An American, Frenchman and Italian are arguing about the best car. The American says: “We invented the Ford, you press a button and the car roof opens.” The French says: “We invented the Renault, you press a button and the boot opens.” Then the Italian says: We invented the Fiat, you kick it and it all opens!”
A blonde and a brunette decide to start a farm together. They add up their life savings into a total of $200.
Then, the blonde decides to purchase a bull with it. The brunette agrees, and so the brunette leaves to find the perfect bull. When she does she must telegram the blonde and tell her to come get it.

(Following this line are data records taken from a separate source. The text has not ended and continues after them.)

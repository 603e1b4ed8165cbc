mod setup;

pub use setup::{log_welcome, parse_log_level, setup_logging, LoggingConfig};
pub mod address;
pub mod cseq;
pub mod event;
pub mod header;
pub mod media_type;
pub mod message;
pub mod method;
pub mod param;
pub mod status;
pub mod uri;
pub mod version;
pub mod via;

pub use address::Address;
pub use cseq::CSeq;
pub use event::EventType;
pub use header::{ContactValue, Header, HeaderName, HeaderValue};
pub use media_type::MediaType;
pub use message::{HeaderAccess, Message, Request, Response};
pub use method::Method;
pub use param::{GenericValue, Param, ParamList};
pub use status::StatusCode;
pub use uri::{Host, Scheme, Uri};
pub use version::Version;
pub use via::{ViaHeader, BRANCH_MAGIC_COOKIE};
//! Header model.
//!
//! A [`Header`] is one header line: a [`HeaderName`] plus a [`HeaderValue`].
//! Headers with a dedicated grammar carry a typed value; anything else is
//! kept verbatim as [`HeaderValue::Raw`]. Headers whose grammar allows a
//! comma-separated list (Via, Route, Contact, ...) hold every value of that
//! line in order.

use std::fmt;
use std::str::FromStr;

use serde::{Deserialize, Serialize};

use crate::error::{Error, Result};
use crate::parser::chars::is_token_char;
use crate::types::address::Address;
use crate::types::cseq::CSeq;
use crate::types::event::EventType;
use crate::types::media_type::MediaType;
use crate::types::method::Method;
use crate::types::via::ViaHeader;

#[derive(Debug, Clone, PartialEq, Eq, Hash, Serialize, Deserialize)]
pub enum HeaderName {
    Via,
    From,
    To,
    CallId,
    CSeq,
    Contact,
    ContentLength,
    ContentType,
    ContentEncoding,
    MaxForwards,
    Expires,
    Route,
    RecordRoute,
    ReferTo,
    Supported,
    Require,
    Allow,
    AllowEvents,
    Event,
    Subject,
    Other(String),
}

impl HeaderName {
    pub fn as_str(&self) -> &str {
        match self {
            HeaderName::Via => "Via",
            HeaderName::From => "From",
            HeaderName::To => "To",
            HeaderName::CallId => "Call-ID",
            HeaderName::CSeq => "CSeq",
            HeaderName::Contact => "Contact",
            HeaderName::ContentLength => "Content-Length",
            HeaderName::ContentType => "Content-Type",
            HeaderName::ContentEncoding => "Content-Encoding",
            HeaderName::MaxForwards => "Max-Forwards",
            HeaderName::Expires => "Expires",
            HeaderName::Route => "Route",
            HeaderName::RecordRoute => "Record-Route",
            HeaderName::ReferTo => "Refer-To",
            HeaderName::Supported => "Supported",
            HeaderName::Require => "Require",
            HeaderName::Allow => "Allow",
            HeaderName::AllowEvents => "Allow-Events",
            HeaderName::Event => "Event",
            HeaderName::Subject => "Subject",
            HeaderName::Other(name) => name,
        }
    }

    /// Single-letter form (RFC 3261 section 7.3.3, RFC 6665, RFC 3515).
    pub fn compact_form(&self) -> Option<&'static str> {
        match self {
            HeaderName::Via => Some("v"),
            HeaderName::From => Some("f"),
            HeaderName::To => Some("t"),
            HeaderName::Contact => Some("m"),
            HeaderName::CallId => Some("i"),
            HeaderName::ContentLength => Some("l"),
            HeaderName::ContentType => Some("c"),
            HeaderName::Supported => Some("k"),
            HeaderName::Subject => Some("s"),
            HeaderName::ContentEncoding => Some("e"),
            HeaderName::Event => Some("o"),
            HeaderName::ReferTo => Some("r"),
            HeaderName::AllowEvents => Some("u"),
            _ => None,
        }
    }

    /// Every standard name; the header parser registry is built from this.
    pub fn standard() -> &'static [HeaderName] {
        &[
            HeaderName::Via,
            HeaderName::From,
            HeaderName::To,
            HeaderName::CallId,
            HeaderName::CSeq,
            HeaderName::Contact,
            HeaderName::ContentLength,
            HeaderName::ContentType,
            HeaderName::ContentEncoding,
            HeaderName::MaxForwards,
            HeaderName::Expires,
            HeaderName::Route,
            HeaderName::RecordRoute,
            HeaderName::ReferTo,
            HeaderName::Supported,
            HeaderName::Require,
            HeaderName::Allow,
            HeaderName::AllowEvents,
            HeaderName::Event,
            HeaderName::Subject,
        ]
    }

    /// Headers that may appear at most once per message.
    pub fn is_singleton(&self) -> bool {
        matches!(
            self,
            HeaderName::CallId | HeaderName::CSeq | HeaderName::ContentLength
        )
    }
}

impl fmt::Display for HeaderName {
    fn fmt(&self, f: &mut fmt::Formatter<'_>) -> fmt::Result {
        f.write_str(self.as_str())
    }
}

impl FromStr for HeaderName {
    type Err = Error;

    fn from_str(s: &str) -> Result<Self> {
        if s.is_empty() || !s.bytes().all(is_token_char) {
            return Err(Error::InvalidHeader {
                name: s.to_string(),
                reason: "header name must be a non-empty token".to_string(),
            });
        }
        let known = HeaderName::standard().iter().find(|name| {
            name.as_str().eq_ignore_ascii_case(s)
                || name.compact_form().is_some_and(|c| c.eq_ignore_ascii_case(s))
        });
        Ok(known.cloned().unwrap_or_else(|| HeaderName::Other(s.to_string())))
    }
}

/// Contact is either `*` (REGISTER removal) or a list of addresses.
#[derive(Debug, Clone, PartialEq, Eq, Serialize, Deserialize)]
pub enum ContactValue {
    Wildcard,
    Addresses(Vec<Address>),
}

#[derive(Debug, Clone, PartialEq, Eq, Serialize, Deserialize)]
pub enum HeaderValue {
    Via(Vec<ViaHeader>),
    /// From, To, Refer-To
    Address(Address),
    /// Route, Record-Route
    AddressList(Vec<Address>),
    Contact(ContactValue),
    CSeq(CSeq),
    /// Content-Length, Max-Forwards, Expires
    Number(u32),
    CallId(String),
    ContentType(MediaType),
    /// Supported, Require, Allow-Events, Content-Encoding
    Tokens(Vec<String>),
    Methods(Vec<Method>),
    Event(EventType),
    /// Subject
    Text(String),
    /// Unregistered header, or a registered one kept unparsed
    Raw(String),
}

fn write_list<T: fmt::Display>(f: &mut fmt::Formatter<'_>, items: &[T]) -> fmt::Result {
    for (i, item) in items.iter().enumerate() {
        if i > 0 {
            f.write_str(", ")?;
        }
        write!(f, "{}", item)?;
    }
    Ok(())
}

impl fmt::Display for HeaderValue {
    fn fmt(&self, f: &mut fmt::Formatter<'_>) -> fmt::Result {
        match self {
            HeaderValue::Via(vias) => write_list(f, vias),
            HeaderValue::Address(addr) => write!(f, "{}", addr),
            HeaderValue::AddressList(addrs) => write_list(f, addrs),
            HeaderValue::Contact(ContactValue::Wildcard) => f.write_str("*"),
            HeaderValue::Contact(ContactValue::Addresses(addrs)) => write_list(f, addrs),
            HeaderValue::CSeq(cseq) => write!(f, "{}", cseq),
            HeaderValue::Number(n) => write!(f, "{}", n),
            HeaderValue::CallId(id) => f.write_str(id),
            HeaderValue::ContentType(media) => write!(f, "{}", media),
            HeaderValue::Tokens(tokens) => write_list(f, tokens),
            HeaderValue::Methods(methods) => write_list(f, methods),
            HeaderValue::Event(event) => write!(f, "{}", event),
            HeaderValue::Text(text) | HeaderValue::Raw(text) => f.write_str(text),
        }
    }
}

#[derive(Debug, Clone, PartialEq, Eq, Serialize, Deserialize)]
pub struct Header {
    pub name: HeaderName,
    pub value: HeaderValue,
}

impl Header {
    pub fn new(name: HeaderName, value: HeaderValue) -> Self {
        Self { name, value }
    }

    /// Unparsed header; used for unknown names and lenient recovery.
    pub fn raw(name: HeaderName, text: impl Into<String>) -> Self {
        Self {
            name,
            value: HeaderValue::Raw(text.into()),
        }
    }

    pub fn is_raw(&self) -> bool {
        matches!(self.value, HeaderValue::Raw(_))
    }
}

impl fmt::Display for Header {
    fn fmt(&self, f: &mut fmt::Formatter<'_>) -> fmt::Result {
        write!(f, "{}: {}", self.name, self.value)
    }
}
//! SIP transports for the sipwire stack.
//!
//! Datagram transports parse each packet on its own; stream transports run
//! a [`StreamFramer`] per connection to recover message boundaries. Both
//! report to their owner through a [`TransportEvent`] channel.

pub mod config;
pub mod error;
pub mod transport;

#[cfg(test)]
mod tests;

pub use config::StreamConfig;
pub use error::{Error, Result};
pub use transport::stream::{MessageSink, SipStreamCodec, StreamFramer};
pub use transport::tcp::TcpTransport;
pub use transport::udp::UdpTransport;
pub use transport::{Transport, TransportEvent};

/// Bind a UDP transport to the specified address
pub async fn bind_udp(
    addr: std::net::SocketAddr,
) -> Result<(UdpTransport, tokio::sync::mpsc::Receiver<TransportEvent>)> {
    UdpTransport::bind(addr, None).await
}

/// Bind a TCP transport to the specified address
pub async fn bind_tcp(
    addr: std::net::SocketAddr,
) -> Result<(TcpTransport, tokio::sync::mpsc::Receiver<TransportEvent>)> {
    TcpTransport::bind(addr, None, None).await
}

pub mod prelude {
    pub use crate::{
        bind_tcp, bind_udp, Error, MessageSink, Result, StreamConfig, StreamFramer, TcpTransport, Transport,
        TransportEvent, UdpTransport,
    };
}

Finally, the brunette finds the bull of her dreams. The farmer says he wants $200 for it. The brunette, thinking she can get a better deal, says no to his offer.
The farmer says, “Alright then, I’ll give you a great deal, how about $199.00?”
The brunette accepts and buys the bull. She has $1.00 left for the telegram. The telegram guy says, “It’s $1.00 per word.” The brunette thinks about this and says, “Comfortable, write that.”
“Comfortable?” the guy questions.
“Yes, you see she reads slowly.”
A woman is in a horrible car accident and is left in a coma. She sees Jesus while she is in the coma and begs him, ” PLEASE LET ME LIVE!”
Jesus says “Okay you have 2 more years to live.”
Now, knowing that she only had two years to live she had a makeover. She changed her hair, had a tummy tuck, a facial lift, bought new clothes, and had many other changes. Two weeks later she is hit by a bus and killed. She sees Jesus again and says “I THOUGHT I HAD 2 MORE YEARS?!?!?!”, and Jesus says “Oh I’m sorry I didn’t recognise you.”